[Start of Attachment]
//! Query Gateway
//!
//! Read-only SQL over the ingested tables, plus catalog introspection.

use crate::db::classify::{Classification, QueryClassifier, SqlParserClassifier};
use crate::db::{DriverError, DriverValue, RowSet, SqlConnection};
use crate::error::{BalancerError, Result};
use serde::{Deserialize, Serialize};
use serde_json::{Map, Number, Value};
use std::sync::Arc;
use tracing::{debug, warn};

/// Rows of a query, each a column -> value mapping
pub type QueryResult = Vec<Map<String, Value>>;

#[derive(Debug, Clone, PartialEq, Eq, Serialize, Deserialize)]
pub struct ColumnDescription {
    pub name: String,
    pub nullable: bool,
    #[serde(rename = "type")]
    pub data_type: String,
}

#[derive(Debug, Clone, PartialEq, Eq, Serialize, Deserialize)]
pub struct TableDescription {
    pub name: String,
    pub columns: Vec<ColumnDescription>,
}

/// One (schema, table, column) entry from the database catalog
#[derive(Debug, Clone, PartialEq, Eq)]
pub struct CatalogRow {
    pub schema: String,
    pub table: String,
    pub column: String,
    pub nullable: bool,
    pub data_type: String,
}

/// Every column of every user table. `group_catalog` depends on the
/// ORDER BY keeping each table's columns contiguous.
const DESCRIBE_SQL: &str = "SELECT 'main' AS table_schema, m.name AS table_name, p.name AS column_name, \
     p.\"notnull\" AS not_null, p.type AS column_type \
     FROM sqlite_master AS m JOIN pragma_table_info(m.name) AS p \
     WHERE m.type = 'table' AND m.name NOT LIKE 'sqlite\\_%' ESCAPE '\\' \
     ORDER BY m.name, p.cid";

pub struct QueryGateway {
    conn: Arc<dyn SqlConnection>,
    classifier: Box<dyn QueryClassifier>,
}

impl QueryGateway {
    pub fn new(conn: Arc<dyn SqlConnection>) -> Self {
        Self::with_classifier(conn, Box::new(SqlParserClassifier))
    }

    pub fn with_classifier(conn: Arc<dyn SqlConnection>, classifier: Box<dyn QueryClassifier>) -> Self {
        Self { conn, classifier }
    }

    /// Run `raw` if and only if it is a single standalone SELECT
    pub fn query(&self, raw: &str) -> Result<QueryResult> {
        if self.classifier.classify(raw)? != Classification::Select {
            warn!(query = raw, "rejected non-SELECT query");
            return Err(BalancerError::ReadOnly);
        }

        let rows = self.conn.query(raw).map_err(|e| match e {
            DriverError::NotReadOnly => {
                warn!(query = raw, "connection refused a writing statement");
                BalancerError::ReadOnly
            }
            other => BalancerError::storage("select", raw, other),
        })?;

        debug!(rows = rows.rows.len(), "query returned");
        Ok(materialize(rows))
    }

    /// Columns of every user table, grouped per table in name order
    pub fn describe(&self) -> Result<Vec<TableDescription>> {
        let rows = self
            .conn
            .query(DESCRIBE_SQL)
            .map_err(|e| BalancerError::storage("describe", "sqlite_master", e))?;

        let catalog = rows
            .rows
            .into_iter()
            .map(catalog_row)
            .collect::<Result<Vec<_>>>()?;

        Ok(group_catalog(catalog))
    }
}

/// Convert driver rows into generic mappings. Byte values become text so
/// serializers never see binary.
pub fn materialize(rows: RowSet) -> QueryResult {
    let RowSet { columns, rows } = rows;
    rows.into_iter()
        .map(|row| {
            columns
                .iter()
                .cloned()
                .zip(row.into_iter().map(to_json))
                .collect::<Map<String, Value>>()
        })
        .collect()
}

fn to_json(value: DriverValue) -> Value {
    match value {
        DriverValue::Null => Value::Null,
        DriverValue::Integer(i) => Value::Number(i.into()),
        DriverValue::Real(f) => Number::from_f64(f).map(Value::Number).unwrap_or(Value::Null),
        DriverValue::Bytes(bytes) => Value::String(String::from_utf8_lossy(&bytes).into_owned()),
    }
}

fn catalog_row(row: Vec<DriverValue>) -> Result<CatalogRow> {
    let malformed = || BalancerError::storage("describe", "sqlite_master", "unexpected catalog row shape");
    let text = |value: &DriverValue| match value {
        DriverValue::Bytes(bytes) => Some(String::from_utf8_lossy(bytes).into_owned()),
        DriverValue::Null => Some(String::new()),
        _ => None,
    };

    match row.as_slice() {
        [schema, table, column, DriverValue::Integer(not_null), data_type] => Ok(CatalogRow {
            schema: text(schema).ok_or_else(malformed)?,
            table: text(table).ok_or_else(malformed)?,
            column: text(column).ok_or_else(malformed)?,
            nullable: *not_null == 0,
            data_type: text(data_type).ok_or_else(malformed)?,
        }),
        _ => Err(malformed()),
    }
}

/// Fold consecutive catalog rows sharing a schema and table name into one
/// description. Same-named tables in different schemas stay separate.
pub fn group_catalog(rows: Vec<CatalogRow>) -> Vec<TableDescription> {
    let mut tables: Vec<TableDescription> = Vec::new();
    let mut current_schema: Option<String> = None;
    for row in rows {
        let column = ColumnDescription {
            name: row.column,
            nullable: row.nullable,
            data_type: row.data_type,
        };
        let same_schema = current_schema.as_deref() == Some(row.schema.as_str());
        match tables.last_mut() {
            Some(current) if same_schema && current.name == row.table => current.columns.push(column),
            _ => {
                current_schema = Some(row.schema);
                tables.push(TableDescription {
                    name: row.table,
                    columns: vec![column],
                });
            }
        }
    }
    tables
}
[End of Attachment]
- [What is required]: Produce a verbatim copy of each record above.

- [Task result]:
//! Query Gateway
//!
//! Read-only SQL over the ingested tables, plus catalog introspection.

use crate::db::classify::{Classification, QueryClassifier, SqlParserClassifier};
use crate::db::{DriverError, DriverValue, RowSet, SqlConnection};
use crate::error::{BalancerError, Result};
use serde::{Deserialize, Serialize};
use serde_json::{Map, Number, Value};
use std::sync::Arc;
use tracing::{debug, warn};

/// Rows of a query, each a column -> value mapping
pub type QueryResult = Vec<Map<String, Value>>;

#[derive(Debug, Clone, PartialEq, Eq, Serialize, Deserialize)]
pub struct ColumnDescription {
    pub name: String,
    pub nullable: bool,
    #[serde(rename = "type")]
    pub data_type: String,
}

#[derive(Debug, Clone, PartialEq, Eq, Serialize, Deserialize)]
pub struct TableDescription {
    pub name: String,
    pub columns: Vec<ColumnDescription>,
}

/// One (schema, table, column) entry from the database catalog
#[derive(Debug, Clone, PartialEq, Eq)]
pub struct CatalogRow {
    pub schema: String,
    pub table: String,
    pub column: String,
    pub nullable: bool,
    pub data_type: String,
}

/// Every column of every user table. `group_catalog` depends on the
/// ORDER BY keeping each table's columns contiguous.
const DESCRIBE_SQL: &str = "SELECT 'main' AS table_schema, m.name AS table_name, p.name AS column_name, \
     p.\"notnull\" AS not_null, p.type AS column_type \
     FROM sqlite_master AS m JOIN pragma_table_info(m.name) AS p \
     WHERE m.type = 'table' AND m.name NOT LIKE 'sqlite\\_%' ESCAPE '\\' \
     ORDER BY m.name, p.cid";

pub struct QueryGateway {
    conn: Arc<dyn SqlConnection>,
    classifier: Box<dyn QueryClassifier>,
}

impl QueryGateway {
    pub fn new(conn: Arc<dyn SqlConnection>) -> Self {
        Self::with_classifier(conn, Box::new(SqlParserClassifier))
    }

    pub fn with_classifier(conn: Arc<dyn SqlConnection>, classifier: Box<dyn QueryClassifier>) -> Self {
        Self { conn, classifier }
    }

    /// Run `raw` if and only if it is a single standalone SELECT
    pub fn query(&self, raw: &str) -> Result<QueryResult> {
        if self.classifier.classify(raw)? != Classification::Select {
            warn!(query = raw, "rejected non-SELECT query");
            return Err(BalancerError::ReadOnly);
        }

        let rows = self.conn.query(raw).map_err(|e| match e {
            DriverError::NotReadOnly => {
                warn!(query = raw, "connection refused a writing statement");
                BalancerError::ReadOnly
            }
            other => BalancerError::storage("select", raw, other),
        })?;

        debug!(rows = rows.rows.len(), "query returned");
        Ok(materialize(rows))
    }

    /// Columns of every user table, grouped per table in name order
    pub fn describe(&self) -> Result<Vec<TableDescription>> {
        let rows = self
            .conn
            .query(DESCRIBE_SQL)
            .map_err(|e| BalancerError::storage("describe", "sqlite_master", e))?;

        let catalog = rows
            .rows
            .into_iter()
            .map(catalog_row)
            .collect::<Result<Vec<_>>>()?;

        Ok(group_catalog(catalog))
    }
}

/// Convert driver rows into generic mappings. Byte values become text so
/// serializers never see binary.
pub fn materialize(rows: RowSet) -> QueryResult {
    let RowSet { columns, rows } = rows;
    rows.into_iter()
        .map(|row| {
            columns
                .iter()
                .cloned()
                .zip(row.into_iter().map(to_json))
                .collect::<Map<String, Value>>()
        })
        .collect()
}

fn to_json(value: DriverValue) -> Value {
    match value {
        DriverValue::Null => Value::Null,
        DriverValue::Integer(i) => Value::Number(i.into()),
        DriverValue::Real(f) => Number::from_f64(f).map(Value::Number).unwrap_or(Value::Null),
        DriverValue::Bytes(bytes) => Value::String(String::from_utf8_lossy(&bytes).into_owned()),
    }
}

fn catalog_row(row: Vec<DriverValue>) -> Result<CatalogRow> {
    let malformed = || BalancerError::storage("describe", "sqlite_master", "unexpected catalog row shape");
    let text = |value: &DriverValue| match value {
        DriverValue::Bytes(bytes) => Some(String::from_utf8_lossy(bytes).into_owned()),
        DriverValue::Null => Some(String::new()),
        _ => None,
    };

    match row.as_slice() {
        [schema, table, column, DriverValue::Integer(not_null), data_type] => Ok(CatalogRow {
            schema: text(schema).ok_or_else(malformed)?,
            table: text(table).ok_or_else(malformed)?,
            column: text(column).ok_or_else(malformed)?,
            nullable: *not_null == 0,
            data_type: text(data_type).ok_or_else(malformed)?,
        }),
        _ => Err(malformed()),
    }
}

/// Fold consecutive catalog rows sharing a schema and table name into one
/// description. Same-named tables in different schemas stay separate.
pub fn group_catalog(rows: Vec<CatalogRow>) -> Vec<TableDescription> {
    let mut tables: Vec<TableDescription> = Vec::new();
    let mut current_schema: Option<String> = None;
    for row in rows {
        let column = ColumnDescription {
            name: row.column,
            nullable: row.nullable,
            data_type: row.data_type,
        };
        let same_schema = current_schema.as_deref() == Some(row.schema.as_str());
        match tables.last_mut() {
            Some(current) if same_schema && current.name == row.table => current.columns.push(column),
            _ => {
                current_schema = Some(row.schema);
                tables.push(TableDescription {
                    name: row.table,
                    columns: vec![column],
                });
            }
        }
    }
    tables
}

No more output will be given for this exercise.